The ballad of 'The Duke and the Dairymaid,' ascribed with questionable
authority to the pen of Mr. Beamish himself in a freak of his gaiety, was
once popular enough to provoke the moralist to animadversions upon an
order of composition that 'tempted every bouncing country lass to sidle
an eye in a blowsy cheek' in expectation of a coronet for her pains--and
a wet ditch as the result! We may doubt it to have been such an occasion
of mischief. But that mischief may have been done by it to a nobility-
loving people, even to the love of our nobility among the people, must be
granted; and for the particular reason, that the hero of the ballad
behaved so handsomely. We perceive a susceptibility to adulteration in
their worship at the sight of one of their number, a young maid, suddenly
snatched up to the gaping heights of Luxury and Fashion through sheer
good looks.
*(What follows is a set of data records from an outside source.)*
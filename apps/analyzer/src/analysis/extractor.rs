//! Document-to-text extraction for uploaded resumes.

use bytes::Bytes;
use thiserror::Error;
use tracing::info;

#[derive(Debug, Error)]
pub enum ExtractError {
    #[error("Failed to read PDF: {0}")]
    Pdf(String),

    #[error("PDF extraction task failed: {0}")]
    Task(String),
}

/// Returns true if the upload looks like a PDF by extension, declared
/// content type, or magic bytes.
pub fn is_pdf_upload(file_name: &str, content_type: Option<&str>, head: &[u8]) -> bool {
    let ct = content_type.unwrap_or("").to_ascii_lowercase();
    file_name.to_ascii_lowercase().ends_with(".pdf")
        || ct.contains("application/pdf")
        || head.starts_with(b"%PDF-")
}

/// Concatenates page texts in order with no separator and trims the result.
/// Pages with no text contribute nothing.
pub fn join_pages<S: AsRef<str>>(pages: &[S]) -> String {
    let mut text = String::new();
    for page in pages {
        text.push_str(page.as_ref());
    }
    text.trim().to_string()
}

/// Extracts the text of every page of an in-memory PDF.
/// A document that cannot be parsed is an error; a page without
/// extractable text is not.
pub fn extract_resume_text(bytes: &[u8]) -> Result<String, ExtractError> {
    let pages = pdf_extract::extract_text_from_mem_by_pages(bytes)
        .map_err(|e| ExtractError::Pdf(e.to_string()))?;
    let text = join_pages(&pages);
    info!(
        "Extracted {} characters from {} page(s)",
        text.chars().count(),
        pages.len()
    );
    Ok(text)
}

/// Runs `extract_resume_text` on the blocking pool. A panic inside the PDF
/// library surfaces as `ExtractError::Task`.
pub async fn extract_resume_text_blocking(bytes: Bytes) -> Result<String, ExtractError> {
    tokio::task::spawn_blocking(move || extract_resume_text(&bytes))
        .await
        .map_err(|e| ExtractError::Task(e.to_string()))?
}
use serde::{Deserialize, Deserializer, Serialize};

/// Structured outcome of comparing a resume to a job description.
///
/// Field names on the wire are the exact keys the prompt asks the model for.
/// Absent and `null` fields decode to their empty value.
#[derive(Debug, Clone, Default, PartialEq, Serialize, Deserialize)]
pub struct AnalysisResult {
    #[serde(rename = "JD Match", default, deserialize_with = "null_as_empty")]
    pub jd_match: String,
    #[serde(rename = "MissingKeywords", default, deserialize_with = "null_as_empty")]
    pub missing_keywords: Vec<String>,
    #[serde(rename = "MatchedKeywords", default, deserialize_with = "null_as_empty")]
    pub matched_keywords: Vec<String>,
    #[serde(rename = "ProfileSummary", default, deserialize_with = "null_as_empty")]
    pub profile_summary: String,
    #[serde(rename = "StrengthAreas", default, deserialize_with = "null_as_empty")]
    pub strength_areas: Vec<String>,
    #[serde(rename = "ImprovementAreas", default, deserialize_with = "null_as_empty")]
    pub improvement_areas: Vec<String>,
    #[serde(rename = "RecommendedSkills", default, deserialize_with = "null_as_empty")]
    pub recommended_skills: Vec<String>,
}

/// Treats an explicit `null` like a missing field.
fn null_as_empty<'de, D, T>(deserializer: D) -> Result<T, D::Error>
where
    D: Deserializer<'de>,
    T: Deserialize<'de> + Default,
{
    Ok(Option::<T>::deserialize(deserializer)?.unwrap_or_default())
}

impl AnalysisResult {
    /// Integer match score parsed from `"82%"`-style values.
    /// `None` when the value is not an integer in 0–100.
    pub fn match_percentage(&self) -> Option<u8> {
        let value = self.jd_match.trim().trim_matches('%').trim();
        match value.parse::<i64>() {
            Ok(n) if (0..=100).contains(&n) => Some(n as u8),
            _ => None,
        }
    }
}

/// Returned in place of an `AnalysisResult` when the reply cannot be used.
#[derive(Debug, Clone, PartialEq, Serialize, Deserialize)]
pub struct ErrorResult {
    pub error: String,
    /// Untouched model reply; only populated in diagnostic mode.
    #[serde(default, skip_serializing_if = "Option::is_none")]
    pub raw_response: Option<String>,
}

#[derive(Debug, Clone, PartialEq, Serialize, Deserialize)]
#[serde(untagged)]
pub enum AnalysisOutcome {
    Failure(ErrorResult),
    Success(AnalysisResult),
}

impl AnalysisOutcome {
    pub fn is_success(&self) -> bool {
        matches!(self, AnalysisOutcome::Success(_))
    }
}
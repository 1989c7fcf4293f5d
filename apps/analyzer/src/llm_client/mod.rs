/// LLM Client — the single point of entry for generative model calls.
///
/// Talks to the Google Generative Language `generateContent` endpoint.
/// One request per call: no retries and no backoff. Transport faults
/// propagate to the caller unchanged.
use std::time::Duration;

use async_trait::async_trait;
use reqwest::Client;
use serde::{Deserialize, Serialize};
use thiserror::Error;
use tracing::debug;

#[derive(Debug, Error)]
pub enum LlmError {
    #[error("HTTP error: {0}")]
    Http(#[from] reqwest::Error),

    #[error("API error (status {status}): {message}")]
    Api { status: u16, message: String },

    #[error("LLM returned empty content")]
    EmptyContent,
}

/// Anything that turns a prompt into raw reply text.
///
/// Carried in `AppState` as `Arc<dyn TextGenerator>` so the analysis pipeline
/// can run against a fake in tests.
#[async_trait]
pub trait TextGenerator: Send + Sync {
    async fn generate(&self, prompt: &str) -> Result<String, LlmError>;

    /// Model identifier, for logging.
    fn model(&self) -> &str;
}

#[derive(Debug, Serialize)]
struct GenerateRequest<'a> {
    contents: Vec<RequestContent<'a>>,
}

#[derive(Debug, Serialize)]
struct RequestContent<'a> {
    parts: Vec<RequestPart<'a>>,
}

#[derive(Debug, Serialize)]
struct RequestPart<'a> {
    text: &'a str,
}

#[derive(Debug, Deserialize)]
pub struct GenerateResponse {
    #[serde(default)]
    pub candidates: Vec<Candidate>,
    #[serde(rename = "usageMetadata")]
    pub usage: Option<UsageMetadata>,
}

#[derive(Debug, Deserialize)]
pub struct Candidate {
    pub content: Option<CandidateContent>,
}

#[derive(Debug, Deserialize)]
pub struct CandidateContent {
    #[serde(default)]
    pub parts: Vec<ContentPart>,
}

#[derive(Debug, Deserialize)]
pub struct ContentPart {
    pub text: Option<String>,
}

#[derive(Debug, Deserialize)]
pub struct UsageMetadata {
    #[serde(rename = "promptTokenCount", default)]
    pub prompt_tokens: u32,
    #[serde(rename = "candidatesTokenCount", default)]
    pub candidate_tokens: u32,
}

impl GenerateResponse {
    /// Concatenates the text parts of the first candidate.
    pub fn text(&self) -> Option<String> {
        let parts = &self.candidates.first()?.content.as_ref()?.parts;
        let text: String = parts.iter().filter_map(|p| p.text.as_deref()).collect();
        if text.is_empty() {
            None
        } else {
            Some(text)
        }
    }
}

#[derive(Debug, Deserialize)]
struct GoogleError {
    error: GoogleErrorBody,
}

#[derive(Debug, Deserialize)]
struct GoogleErrorBody {
    message: String,
}

/// Pulls the human-readable message out of a Google error envelope,
/// falling back to the raw body.
fn api_error_message(body: String) -> String {
    serde_json::from_str::<GoogleError>(&body)
        .map(|e| e.error.message)
        .unwrap_or(body)
}

/// Gemini client used by the analysis pipeline.
#[derive(Clone)]
pub struct GeminiClient {
    client: Client,
    api_key: String,
    api_base: String,
    model: String,
}

impl GeminiClient {
    pub fn new(
        api_key: String,
        api_base: String,
        model: String,
        timeout: Option<Duration>,
    ) -> Result<Self, LlmError> {
        let mut builder = Client::builder();
        if let Some(timeout) = timeout {
            builder = builder.timeout(timeout);
        }
        Ok(Self {
            client: builder.build()?,
            api_key,
            api_base,
            model,
        })
    }

    fn endpoint(&self) -> String {
        format!(
            "{}/v1beta/models/{}:generateContent",
            self.api_base.trim_end_matches('/'),
            self.model
        )
    }

    /// Makes a single call to the model and returns the full response object.
    pub async fn call(&self, prompt: &str) -> Result<GenerateResponse, LlmError> {
        let request_body = GenerateRequest {
            contents: vec![RequestContent {
                parts: vec![RequestPart { text: prompt }],
            }],
        };

        let response = self
            .client
            .post(self.endpoint())
            .header("x-goog-api-key", &self.api_key)
            .json(&request_body)
            .send()
            .await?;

        let status = response.status();
        if !status.is_success() {
            let body = response.text().await.unwrap_or_default();
            return Err(LlmError::Api {
                status: status.as_u16(),
                message: api_error_message(body),
            });
        }

        let generated: GenerateResponse = response.json().await?;

        if let Some(usage) = &generated.usage {
            debug!(
                "LLM call succeeded: prompt_tokens={}, candidate_tokens={}",
                usage.prompt_tokens, usage.candidate_tokens
            );
        }

        Ok(generated)
    }
}

#[async_trait]
impl TextGenerator for GeminiClient {
    async fn generate(&self, prompt: &str) -> Result<String, LlmError> {
        self.call(prompt).await?.text().ok_or(LlmError::EmptyContent)
    }

    fn model(&self) -> &str {
        &self.model
    }
}

#[cfg(test)]
mod tests {
    use super::*;

    fn client(api_base: &str) -> GeminiClient {
        GeminiClient::new(
            "key".to_string(),
            api_base.to_string(),
            "gemini-1.5-flash".to_string(),
            None,
        )
        .unwrap()
    }

    #[test]
    fn test_endpoint_trims_trailing_slash() {
        let c = client("https://generativelanguage.googleapis.com/");
        assert_eq!(
            c.endpoint(),
            "https://generativelanguage.googleapis.com/v1beta/models/gemini-1.5-flash:generateContent"
        );
    }

    #[test]
    fn test_request_body_shape() {
        let body = GenerateRequest {
            contents: vec![RequestContent {
                parts: vec![RequestPart { text: "hello" }],
            }],
        };
        let json = serde_json::to_value(&body).unwrap();
        assert_eq!(json, serde_json::json!({"contents": [{"parts": [{"text": "hello"}]}]}));
    }

    #[test]
    fn test_response_text_joins_parts_of_first_candidate() {
        let json = r#"{
            "candidates": [
                {"content": {"parts": [{"text": "{\"JD Match\": "}, {"text": "\"82%\"}"}]}},
                {"content": {"parts": [{"text": "ignored"}]}}
            ],
            "usageMetadata": {"promptTokenCount": 10, "candidatesTokenCount": 5}
        }"#;
        let response: GenerateResponse = serde_json::from_str(json).unwrap();
        assert_eq!(response.text().unwrap(), r#"{"JD Match": "82%"}"#);
        assert_eq!(response.usage.unwrap().candidate_tokens, 5);
    }

    #[test]
    fn test_response_without_candidates_has_no_text() {
        let json = r#"{"promptFeedback": {"blockReason": "SAFETY"}}"#;
        let response: GenerateResponse = serde_json::from_str(json).unwrap();
        assert!(response.text().is_none());
    }

    #[test]
    fn test_response_with_empty_parts_has_no_text() {
        let json = r#"{"candidates": [{"content": {"parts": []}}]}"#;
        let response: GenerateResponse = serde_json::from_str(json).unwrap();
        assert!(response.text().is_none());
    }

    #[test]
    fn test_api_error_message_from_envelope() {
        let body = r#"{"error": {"code": 400, "message": "API key not valid", "status": "INVALID_ARGUMENT"}}"#;
        assert_eq!(api_error_message(body.to_string()), "API key not valid");
    }

    #[test]
    fn test_api_error_message_falls_back_to_body() {
        assert_eq!(api_error_message("Bad Gateway".to_string()), "Bad Gateway");
    }
}
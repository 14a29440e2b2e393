//! 错误类型定义

use std::fmt;
use thiserror::Error;

/// 依赖解析错误类型
#[derive(Error, Debug)]
pub enum DependencyError {
    #[error("组件未注册: {type_name}")]
    ComponentNotRegistered { type_name: String },

    #[error("类型无法通过构造注入激活: {type_name}")]
    NotActivatable { type_name: String },

    #[error("组件创建失败: {type_name}, 原因: {source}")]
    ComponentCreationFailed {
        type_name: String,
        source: Box<dyn std::error::Error + Send + Sync>,
    },

    #[error("模拟对象创建失败: {type_name}, 原因: {source}")]
    MockCreationFailed {
        type_name: String,
        #[source]
        source: MockError,
    },

    #[error("循环依赖检测到: {dependency_chain}")]
    CircularDependency { dependency_chain: String },

    #[error("解析深度超过上限 {max_depth}: {type_name}")]
    MaxDepthExceeded { type_name: String, max_depth: usize },

    #[error("类型转换失败: 期望 {expected}")]
    TypeMismatch { expected: String },

    #[error("容器已释放，无法解析: {type_name}")]
    ContainerDisposed { type_name: String },
}

impl DependencyError {
    /// 创建组件创建失败错误
    pub fn creation_failed(
        type_name: impl Into<String>,
        source: impl Into<Box<dyn std::error::Error + Send + Sync>>,
    ) -> Self {
        Self::ComponentCreationFailed {
            type_name: type_name.into(),
            source: source.into(),
        }
    }

    /// 该类型根本无法提供（未注册、不可激活或不可模拟）
    pub fn is_unavailable(&self) -> bool {
        matches!(
            self,
            Self::ComponentNotRegistered { .. }
                | Self::NotActivatable { .. }
                | Self::MockCreationFailed {
                    source: MockError::Unmockable { .. },
                    ..
                }
        )
    }
}

/// 未满足的可验证期望
#[derive(Debug, Clone, PartialEq, Eq, Hash)]
pub struct UnmetExpectation {
    /// 接口名称
    pub interface: String,
    /// 方法名称
    pub method: String,
}

impl UnmetExpectation {
    pub fn new(interface: impl Into<String>, method: impl Into<String>) -> Self {
        Self {
            interface: interface.into(),
            method: method.into(),
        }
    }
}

impl fmt::Display for UnmetExpectation {
    fn fmt(&self, f: &mut fmt::Formatter<'_>) -> fmt::Result {
        write!(f, "{}::{}", self.interface, self.method)
    }
}

/// 模拟框架错误类型
#[derive(Error, Debug, Clone, PartialEq, Eq)]
pub enum MockError {
    #[error("严格模式下调用了未设置的方法: {interface}::{method}")]
    UnexpectedCall { interface: String, method: String },

    #[error("类型无法模拟: {type_name} ({reason})")]
    Unmockable { type_name: String, reason: String },

    #[error("设置的返回值类型不匹配: {interface}::{method}, 期望 {expected}")]
    ReturnTypeMismatch {
        interface: String,
        method: String,
        expected: String,
    },

    #[error("模拟对象验证失败，以下期望未被满足: {}", describe_unmet(.failures))]
    VerificationFailed { failures: Vec<UnmetExpectation> },
}

impl MockError {
    /// 获取未满足的期望列表（仅验证失败时非空）
    pub fn unmet_expectations(&self) -> &[UnmetExpectation] {
        match self {
            Self::VerificationFailed { failures } => failures,
            _ => &[],
        }
    }
}

fn describe_unmet(failures: &[UnmetExpectation]) -> String {
    failures
        .iter()
        .map(ToString::to_string)
        .collect::<Vec<_>>()
        .join(", ")
}

/// 生命周期管理错误类型
#[derive(Error, Debug)]
pub enum LifecycleError {
    #[error("容器释放失败: {message}")]
    TeardownFailed { message: String },
}

/// 内核释放错误
///
/// 验证失败与容器释放失败可能同时发生，两者都会被保留。
#[derive(Error, Debug)]
#[error("{}", describe_dispose(.verification, .teardown))]
pub struct DisposeError {
    /// 释放前验证的失败
    pub verification: Option<MockError>,
    /// 容器释放的失败
    pub teardown: Option<LifecycleError>,
}

impl DisposeError {
    /// 验证是否失败
    pub fn has_verification_failure(&self) -> bool {
        self.verification.is_some()
    }

    /// 容器释放是否失败
    pub fn has_teardown_failure(&self) -> bool {
        self.teardown.is_some()
    }
}

fn describe_dispose(verification: &Option<MockError>, teardown: &Option<LifecycleError>) -> String {
    match (verification, teardown) {
        (Some(v), Some(t)) => format!("内核释放失败: {v}; 同时 {t}"),
        (Some(v), None) => format!("内核释放失败: {v}"),
        (None, Some(t)) => format!("内核释放失败: {t}"),
        (None, None) => "内核释放失败".to_string(),
    }
}

/// 配置错误类型
#[derive(Error, Debug)]
pub enum ConfigError {
    #[error("配置加载失败: {source}")]
    LoadError {
        source: Box<dyn std::error::Error + Send + Sync>,
    },

    #[error("配置验证失败: {message}")]
    ValidationError { message: String },

    #[error("日志初始化失败: {message}")]
    LoggingInitFailed { message: String },
}

/// 结果类型别名
pub type DependencyResult<T> = Result<T, DependencyError>;
pub type MockResult<T> = Result<T, MockError>;
pub type ConfigResult<T> = Result<T, ConfigError>;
Remembering that they are accustomed to a totally reverse
effect from that possession, it is very perceptible how a breach in their
reverence may come of the change.
Otherwise the ballad is innocent; certainly it is innocent in design.
A fresher national song of a beautiful incident of our country life has
never been written. The sentiments are natural, the imagery is apt and
redolent of the soil, the music of the verse appeals to the dullest ear.
It has no smell of the lamp, nothing foreign and far-fetched about it,
but is just what it pretends to be, the carol of the native bird.